## Work request
Repeat exactly, please, the lines that begin at the start of the listing and end at the line holding "filename src/database/mod.rs".

## Dataset entries
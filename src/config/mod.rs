//! Configuration management module
//!
//! This module handles loading and validation of application configuration
//! from TOML files and environment variables.

pub mod settings;
pub mod validation;

pub use settings::{
    AppConfig, AuthConfig, BackendConfig, BackendMode, CacheConfig, FeaturesConfig,
    LoggingConfig, ServerConfig, Settings,
};
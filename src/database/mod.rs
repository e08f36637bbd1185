//! Database module
//!
//! This module handles database connections and the per-table repositories

pub mod connection;
pub mod repositories;
pub mod service;

// Re-export commonly used database components
pub use connection::{DatabasePool, DatabaseConfig, create_pool, run_migrations, health_check};
pub use repositories::{EventRepository, ProfileRepository, ResourceRepository, TagRepository};
pub use service::DatabaseService;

## Result of the task
filename src/config/mod.rs
//! Configuration management module
//!
//! This module handles loading and validation of application configuration
//! from TOML files and environment variables.

pub mod settings;
pub mod validation;

pub use settings::{
    AppConfig, AuthConfig, BackendConfig, BackendMode, CacheConfig, FeaturesConfig,
    LoggingConfig, ServerConfig, Settings,
};
filename src/database/mod.rs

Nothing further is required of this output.